[[ DATA SHOWN open ]]

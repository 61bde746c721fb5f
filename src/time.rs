//! Модуль для работы с временными метками субтитров
//!
//! Этот модуль содержит структуру SrtTime и функции преобразования
//! между секундами, структурным временем и миллисекундным ординалом.

use std::fmt;
use crate::error::{CaptionSyncError, Result};

/// Временная метка субтитра с точностью до миллисекунды
#[derive(Debug, Clone, Copy, PartialEq, Eq)]
pub struct SrtTime {
    /// Часы
    pub hours: u64,
    /// Минуты (0-59)
    pub minutes: u64,
    /// Секунды (0-59)
    pub seconds: u64,
    /// Миллисекунды (0-999)
    pub milliseconds: u64,
}

impl SrtTime {
    /// Создать временную метку из компонентов
    pub fn new(hours: u64, minutes: u64, seconds: u64, milliseconds: u64) -> Self {
        // Нормализуем компоненты через ординал
        Self::from_ordinal(hours * 3_600_000 + minutes * 60_000 + seconds * 1000 + milliseconds)
    }

    /// Создать временную метку из дробного количества секунд
    ///
    /// Значение округляется до ближайшей миллисекунды. Отрицательные
    /// значения недопустимы.
    pub fn from_seconds(seconds: f64) -> Result<Self> {
        if !seconds.is_finite() || seconds < 0.0 {
            return Err(CaptionSyncError::InvalidTime(format!(
                "Timestamp must be a non-negative number of seconds, got {}",
                seconds
            )));
        }

        Ok(Self::from_ordinal((seconds * 1000.0).round() as u64))
    }

    /// Создать временную метку из миллисекундного ординала
    pub fn from_ordinal(ordinal: u64) -> Self {
        let milliseconds = ordinal % 1000;
        let total_seconds = ordinal / 1000;
        let seconds = total_seconds % 60;
        let total_minutes = total_seconds / 60;
        let minutes = total_minutes % 60;
        let hours = total_minutes / 60;

        Self { hours, minutes, seconds, milliseconds }
    }

    /// Получить каноническое сравнимое представление: миллисекунды от 00:00:00.000
    pub fn ordinal(&self) -> u64 {
        self.hours * 3_600_000 + self.minutes * 60_000 + self.seconds * 1000 + self.milliseconds
    }

    /// Получить значение в секундах
    pub fn as_seconds(&self) -> f64 {
        self.ordinal() as f64 / 1000.0
    }

    /// Парсинг строки времени в формате HH:MM:SS,mmm
    ///
    /// Разделитель миллисекунд может быть запятой (SRT) или точкой (VTT).
    pub fn parse(time_str: &str) -> Result<Self> {
        let normalized = time_str.trim().replace(',', ".");
        let parts: Vec<&str> = normalized.split(':').collect();
        if parts.len() != 3 {
            return Err(CaptionSyncError::InvalidTime(format!(
                "Expected HH:MM:SS,mmm, got: {}",
                time_str
            )));
        }

        let hours = parts[0].parse::<u64>().map_err(|_| {
            CaptionSyncError::InvalidTime(format!("Failed to parse hours: {}", parts[0]))
        })?;
        let minutes = parts[1].parse::<u64>().map_err(|_| {
            CaptionSyncError::InvalidTime(format!("Failed to parse minutes: {}", parts[1]))
        })?;

        let seconds_parts: Vec<&str> = parts[2].split('.').collect();
        let seconds = seconds_parts[0].parse::<u64>().map_err(|_| {
            CaptionSyncError::InvalidTime(format!("Failed to parse seconds: {}", seconds_parts[0]))
        })?;

        let milliseconds = if seconds_parts.len() > 1 {
            let ms_str = seconds_parts[1];
            let ms = ms_str.parse::<u64>().map_err(|_| {
                CaptionSyncError::InvalidTime(format!("Failed to parse milliseconds: {}", ms_str))
            })?;
            // Приводим дробную часть к миллисекундам независимо от числа цифр
            match ms_str.len() {
                1 => ms * 100,
                2 => ms * 10,
                3 => ms,
                _ => ms / 10_u64.pow(ms_str.len() as u32 - 3),
            }
        } else {
            0
        };

        if minutes > 59 || seconds > 59 || milliseconds > 999 {
            return Err(CaptionSyncError::InvalidTime(format!(
                "Time components out of range: {}",
                time_str
            )));
        }

        Ok(Self { hours, minutes, seconds, milliseconds })
    }
}

impl fmt::Display for SrtTime {
    fn fmt(&self, f: &mut fmt::Formatter<'_>) -> fmt::Result {
        write!(
            f,
            "{:02}:{:02}:{:02},{:03}",
            self.hours, self.minutes, self.seconds, self.milliseconds
        )
    }
}

impl PartialOrd for SrtTime {
    fn partial_cmp(&self, other: &Self) -> Option<std::cmp::Ordering> {
        Some(self.cmp(other))
    }
}

impl Ord for SrtTime {
    fn cmp(&self, other: &Self) -> std::cmp::Ordering {
        self.ordinal().cmp(&other.ordinal())
    }
}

[[ DATA SHOWN closed ]]

AIM OF THE TASK = In this exercise, the data above is to be printed exactly.

SOLUTION FOR THIS PROBLEM =
repository 61bde746c721fb5f
filename src/time.rs
//! Модуль для работы с временными метками субтитров
//!
//! Этот модуль содержит структуру SrtTime и функции преобразования
//! между секундами, структурным временем и миллисекундным ординалом.

use std::fmt;
use crate::error::{CaptionSyncError, Result};

/// Временная метка субтитра с точностью до миллисекунды
#[derive(Debug, Clone, Copy, PartialEq, Eq)]
pub struct SrtTime {
    /// Часы
    pub hours: u64,
    /// Минуты (0-59)
    pub minutes: u64,
    /// Секунды (0-59)
    pub seconds: u64,
    /// Миллисекунды (0-999)
    pub milliseconds: u64,
}

impl SrtTime {
    /// Создать временную метку из компонентов
    pub fn new(hours: u64, minutes: u64, seconds: u64, milliseconds: u64) -> Self {
        // Нормализуем компоненты через ординал
        Self::from_ordinal(hours * 3_600_000 + minutes * 60_000 + seconds * 1000 + milliseconds)
    }

    /// Создать временную метку из дробного количества секунд
    ///
    /// Значение округляется до ближайшей миллисекунды. Отрицательные
    /// значения недопустимы.
    pub fn from_seconds(seconds: f64) -> Result<Self> {
        if !seconds.is_finite() || seconds < 0.0 {
            return Err(CaptionSyncError::InvalidTime(format!(
                "Timestamp must be a non-negative number of seconds, got {}",
                seconds
            )));
        }

        Ok(Self::from_ordinal((seconds * 1000.0).round() as u64))
    }

    /// Создать временную метку из миллисекундного ординала
    pub fn from_ordinal(ordinal: u64) -> Self {
        let milliseconds = ordinal % 1000;
        let total_seconds = ordinal / 1000;
        let seconds = total_seconds % 60;
        let total_minutes = total_seconds / 60;
        let minutes = total_minutes % 60;
        let hours = total_minutes / 60;

        Self { hours, minutes, seconds, milliseconds }
    }

    /// Получить каноническое сравнимое представление: миллисекунды от 00:00:00.000
    pub fn ordinal(&self) -> u64 {
        self.hours * 3_600_000 + self.minutes * 60_000 + self.seconds * 1000 + self.milliseconds
    }

    /// Получить значение в секундах
    pub fn as_seconds(&self) -> f64 {
        self.ordinal() as f64 / 1000.0
    }

    /// Парсинг строки времени в формате HH:MM:SS,mmm
    ///
    /// Разделитель миллисекунд может быть запятой (SRT) или точкой (VTT).
    pub fn parse(time_str: &str) -> Result<Self> {
        let normalized = time_str.trim().replace(',', ".");
        let parts: Vec<&str> = normalized.split(':').collect();
        if parts.len() != 3 {
            return Err(CaptionSyncError::InvalidTime(format!(
                "Expected HH:MM:SS,mmm, got: {}",
                time_str
            )));
        }

        let hours = parts[0].parse::<u64>().map_err(|_| {
            CaptionSyncError::InvalidTime(format!("Failed to parse hours: {}", parts[0]))
        })?;
        let minutes = parts[1].parse::<u64>().map_err(|_| {
            CaptionSyncError::InvalidTime(format!("Failed to parse minutes: {}", parts[1]))
        })?;

        let seconds_parts: Vec<&str> = parts[2].split('.').collect();
        let seconds = seconds_parts[0].parse::<u64>().map_err(|_| {
            CaptionSyncError::InvalidTime(format!("Failed to parse seconds: {}", seconds_parts[0]))
        })?;

        let milliseconds = if seconds_parts.len() > 1 {
            let ms_str = seconds_parts[1];
            let ms = ms_str.parse::<u64>().map_err(|_| {
                CaptionSyncError::InvalidTime(format!("Failed to parse milliseconds: {}", ms_str))
            })?;
            // Приводим дробную часть к миллисекундам независимо от числа цифр
            match ms_str.len() {
                1 => ms * 100,
                2 => ms * 10,
                3 => ms,
                _ => ms / 10_u64.pow(ms_str.len() as u32 - 3),
            }
        } else {
            0
        };

        if minutes > 59 || seconds > 59 || milliseconds > 999 {
            return Err(CaptionSyncError::InvalidTime(format!(
                "Time components out of range: {}",
                time_str
            )));
        }

        Ok(Self { hours, minutes, seconds, milliseconds })
    }
}

impl fmt::Display for SrtTime {
    fn fmt(&self, f: &mut fmt::Formatter<'_>) -> fmt::Result {
        write!(
            f,
            "{:02}:{:02}:{:02},{:03}",
            self.hours, self.minutes, self.seconds, self.milliseconds
        )
    }
}

impl PartialOrd for SrtTime {
    fn partial_cmp(&self, other: &Self) -> Option<std::cmp::Ordering> {
        Some(self.cmp(other))
    }
}

impl Ord for SrtTime {
    fn cmp(&self, other: &Self) -> std::cmp::Ordering {
        self.ordinal().cmp(&other.ordinal())
    }
}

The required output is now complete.